Stored data:
//! Per-kind reconciliation of watch notifications into aggregates

use super::AppRuntimeStore;
use crate::appservice::{replicaset_drained, revision_of, AppService};
use crate::identity::{self, ServiceIdentity, VersionRule};
use crate::scaling::{scaling_record, volume_type_from, SYSTEM_OPERATOR};
use crate::watch::{ClusterEvent, ObjectKind, ResourceEvent};
use k8s_openapi::api::apps::v1::{Deployment, ReplicaSet, StatefulSet};
use k8s_openapi::api::autoscaling::v2::HorizontalPodAutoscaler;
use k8s_openapi::api::core::v1::{
    ConfigMap, Endpoints, Event, PersistentVolumeClaim, Pod, Secret, Service,
};
use k8s_openapi::api::networking::v1::Ingress;
use k8s_openapi::api::storage::v1::StorageClass;
use kube::{Resource, ResourceExt};
use std::sync::Arc;
use tracing::{debug, warn};

/// Kinds that attach to a single aggregate slot
trait Owned: Resource + Send + Sync + Sized {
    const KIND: ObjectKind;
    const RULE: VersionRule;

    fn attach(app: &AppService, obj: Arc<Self>);
    fn detach(app: &AppService, name: &str) -> bool;
}

macro_rules! owned {
    ($ty:ty, $kind:ident, $rule:ident, $set:ident, $delete:ident) => {
        impl Owned for $ty {
            const KIND: ObjectKind = ObjectKind::$kind;
            const RULE: VersionRule = VersionRule::$rule;

            fn attach(app: &AppService, obj: Arc<Self>) {
                app.$set(obj)
            }

            fn detach(app: &AppService, name: &str) -> bool {
                app.$delete(name)
            }
        }
    };
}

owned!(Deployment, Deployment, Required, set_deployment, delete_deployment);
owned!(StatefulSet, StatefulSet, Required, set_statefulset, delete_statefulset);
owned!(ReplicaSet, ReplicaSet, Required, set_replicaset, delete_replicaset);
owned!(HorizontalPodAutoscaler, Hpa, Required, set_hpa, delete_hpa);
owned!(Pod, Pod, Required, set_pod, delete_pod);
owned!(Service, Service, Optional, set_service, delete_service);
owned!(Ingress, Ingress, Optional, set_ingress, delete_ingress);
owned!(Secret, Secret, Optional, set_secret, delete_secret);
owned!(ConfigMap, ConfigMap, Optional, set_configmap, delete_configmap);
owned!(PersistentVolumeClaim, Claim, Optional, set_claim, delete_claim);
owned!(Endpoints, Endpoints, Optional, set_endpoints, delete_endpoints);

impl AppRuntimeStore {
    pub(crate) async fn handle_event(&self, event: ClusterEvent) {
        self.metrics
            .inc_watch_event(event.kind().as_str(), event.event_type());

        match event {
            ClusterEvent::Deployment(e) => self.on_deployment(e).await,
            ClusterEvent::StatefulSet(e) => self.track(e).await,
            ClusterEvent::ReplicaSet(e) => self.on_replicaset(e).await,
            ClusterEvent::Service(e) => self.track(e).await,
            ClusterEvent::Ingress(e) => self.track(e).await,
            ClusterEvent::Secret(e) => self.track(e).await,
            ClusterEvent::ConfigMap(e) => self.track(e).await,
            ClusterEvent::Claim(e) => self.track(e).await,
            ClusterEvent::Hpa(e) => self.track(e).await,
            ClusterEvent::Pod(e) => self.on_pod(e).await,
            ClusterEvent::Endpoints(e) => self.on_endpoints(e).await,
            // the lister is all nodes need
            ClusterEvent::Node(_) => {}
            ClusterEvent::StorageClass(e) => self.on_storage_class(e).await,
            ClusterEvent::Event(e) => self.on_event(e).await,
        }
    }

    async fn track<K: Owned>(&self, event: ResourceEvent<K>) {
        self.reconcile(event).await;
    }

    /// Attach or detach one object and return the aggregate it belongs to
    async fn reconcile<K: Owned>(&self, event: ResourceEvent<K>) -> Option<Arc<AppService>> {
        match event {
            ResourceEvent::Create(obj) | ResourceEvent::Update { new: obj, .. } => {
                let identity = identity::resolve(obj.labels(), K::RULE)?;
                let creatable = obj.meta().deletion_timestamp.is_none();
                let namespace = obj.namespace().unwrap_or_default();

                // held across lookup and attach; eviction takes the same lock
                let lock = self.key_lock(&identity.service_id);
                let _guard = lock.lock().await;
                let app = self
                    .get_or_create(&identity, creatable, K::KIND, &namespace, &obj.name_any())
                    .await?;
                K::attach(&app, obj);
                Some(app)
            }
            ResourceEvent::Delete(obj) => {
                let identity = identity::resolve(obj.labels(), K::RULE)?;
                let app = self.get_app_service(&identity.service_id)?;
                if K::detach(&app, &obj.name_any()) {
                    debug!(service_id = %app.service_id, kind = %K::KIND, name = %obj.name_any(),
                        "Detached object");
                }
                self.evict_if_closed(&app).await;
                Some(app)
            }
        }
    }

    async fn on_deployment(&self, event: ResourceEvent<Deployment>) {
        let removed = matches!(event, ResourceEvent::Delete(_));
        let app = self.reconcile(event).await;
        let Some(app) = app.filter(|_| !removed) else {
            return;
        };
        // replica sets listed before their deployment were skipped on arrival
        for rs in app.get_replicasets() {
            self.cleanup_stale_replicaset(&app, &rs).await;
        }
    }

    async fn on_replicaset(&self, event: ResourceEvent<ReplicaSet>) {
        let rs = match &event {
            ResourceEvent::Delete(_) => None,
            other => Some(other.object().clone()),
        };
        let app = self.reconcile(event).await;
        if let (Some(app), Some(rs)) = (app, rs) {
            self.cleanup_stale_replicaset(&app, &rs).await;
        }
    }

    /// Delete a drained replica set from a rollout older than the deployment's
    async fn cleanup_stale_replicaset(&self, app: &AppService, rs: &ReplicaSet) {
        let Some(deployment) = app.get_deployment() else {
            return;
        };
        let (Some(current), Some(revision)) =
            (revision_of(deployment.annotations()), revision_of(rs.annotations()))
        else {
            return;
        };
        if revision >= current || !replicaset_drained(rs) {
            return;
        }

        let namespace = rs.namespace().unwrap_or_default();
        let name = rs.name_any();
        match self.cluster.delete(ObjectKind::ReplicaSet, &namespace, &name).await {
            Ok(()) => {
                app.delete_replicaset(&name);
                self.metrics.inc_stale_replicaset_deleted();
                self.logger
                    .log_stale_replicaset(&namespace, &name, &app.service_id);
            }
            Err(e) => {
                warn!(namespace = %namespace, name = %name, error = %e,
                    "Failed to delete stale replica set");
            }
        }
    }

    async fn on_pod(&self, event: ResourceEvent<Pod>) {
        match event {
            ResourceEvent::Create(pod) => {
                self.reconcile(ResourceEvent::Create(pod)).await;
            }
            ResourceEvent::Update { old, new } => {
                self.reconcile(ResourceEvent::Update {
                    old,
                    new: new.clone(),
                })
                .await;

                self.notify_pod_listeners(&new);
                self.detector.on_pod_update(&new).await;
                if let Err(e) = self.incidents.on_pod_update(&new).await {
                    warn!(pod = %new.name_any(), error = %e, "Failed to track pod incident");
                }
            }
            ResourceEvent::Delete(pod) => {
                self.reconcile(ResourceEvent::Delete(pod.clone())).await;

                let service_closed = pod
                    .labels()
                    .get(identity::labels::SERVICE_ID)
                    .and_then(|sid| self.get_app_service(sid))
                    .map(|app| app.is_closed())
                    .unwrap_or(true);
                if let Err(e) = self.incidents.on_pod_delete(&pod, service_closed).await {
                    warn!(pod = %pod.name_any(), error = %e, "Failed to record pod shutdown");
                }
            }
        }
    }

    async fn on_endpoints(&self, event: ResourceEvent<Endpoints>) {
        let third_party = identity::is_third_party(event.object().labels());
        let probe_event = third_party.then(|| event.clone());
        let is_delete = matches!(event, ResourceEvent::Delete(_));
        let resolved = identity::resolve(event.object().labels(), VersionRule::Optional)
            .map(|id| (self.get_app_service(&id.service_id).is_some(), id));

        // orphaned endpoints are left alone: the service controller owns them
        let app = match resolved {
            None => None,
            Some((true, _)) => self.reconcile(event).await,
            Some((false, _)) if is_delete => None,
            Some((false, id)) => self.adopt_endpoints(&id, event.object()).await,
        };

        let (Some(app), Some(probe_event)) = (app, probe_event) else {
            return;
        };
        match probe_event {
            ResourceEvent::Create(ep) => self.probes.on_create(&ep, &app.service_id),
            ResourceEvent::Update { old, new } => self.probes.on_update(&old, &new, &app.service_id),
            ResourceEvent::Delete(ep) => self.probes.on_delete(&ep, &app.service_id),
        }
    }

    /// Build an aggregate for endpoints without deleting them when the service is unknown
    async fn adopt_endpoints(
        &self,
        identity: &ServiceIdentity,
        ep: &Arc<Endpoints>,
    ) -> Option<Arc<AppService>> {
        if ep.meta().deletion_timestamp.is_some() {
            return None;
        }
        let service_id = identity.service_id.as_str();
        let lock = self.key_lock(service_id);
        let _guard = lock.lock().await;
        if let Some(app) = self.get_app_service(service_id) {
            app.set_endpoints(ep.clone());
            return Some(app);
        }
        match self
            .persistence
            .init_app_service(service_id, &identity.creator_id)
            .await
        {
            Ok(declared) => {
                let mut app = AppService::from_declared(declared, identity.creator_id.clone());
                if app.tenant_id.is_empty() {
                    app.tenant_id = ep.namespace().unwrap_or_default();
                }
                app.set_endpoints(ep.clone());
                Some(self.register_app_service(app))
            }
            Err(e) => {
                debug!(service_id = %service_id, endpoints = %ep.name_any(), error = %e,
                    "Endpoints of an unknown service, ignoring");
                None
            }
        }
    }

    async fn on_storage_class(&self, event: ResourceEvent<StorageClass>) {
        let result = match &event {
            ResourceEvent::Create(sc) | ResourceEvent::Update { new: sc, .. } => {
                self.persistence.upsert_volume_type(volume_type_from(sc)).await
            }
            ResourceEvent::Delete(sc) => self.persistence.delete_volume_type(&sc.name_any()).await,
        };
        if let Err(e) = result {
            warn!(storage_class = %event.object().name_any(), error = %e,
                "Failed to sync volume type");
        }
    }

    async fn on_event(&self, event: ResourceEvent<Event>) {
        let record = match &event {
            ResourceEvent::Create(evt) => scaling_record(evt, &self.listers, Some(SYSTEM_OPERATOR)),
            ResourceEvent::Update { old, new } => {
                if old.resource_version() == new.resource_version() {
                    return;
                }
                scaling_record(new, &self.listers, None)
            }
            ResourceEvent::Delete(_) => None,
        };
        let Some(record) = record else {
            return;
        };
        if let Err(e) = self.persistence.upsert_scaling_record(record).await {
            warn!(event = %event.object().name_any(), error = %e, "Failed to upsert scaling record");
        }
    }
}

How to complete this task:
For each line above that contains the word "PersistentVolumeClaim", give the line as it is written.

Reply:
    ConfigMap, Endpoints, Event, PersistentVolumeClaim, Pod, Secret, Service,
owned!(PersistentVolumeClaim, Claim, Optional, set_claim, delete_claim);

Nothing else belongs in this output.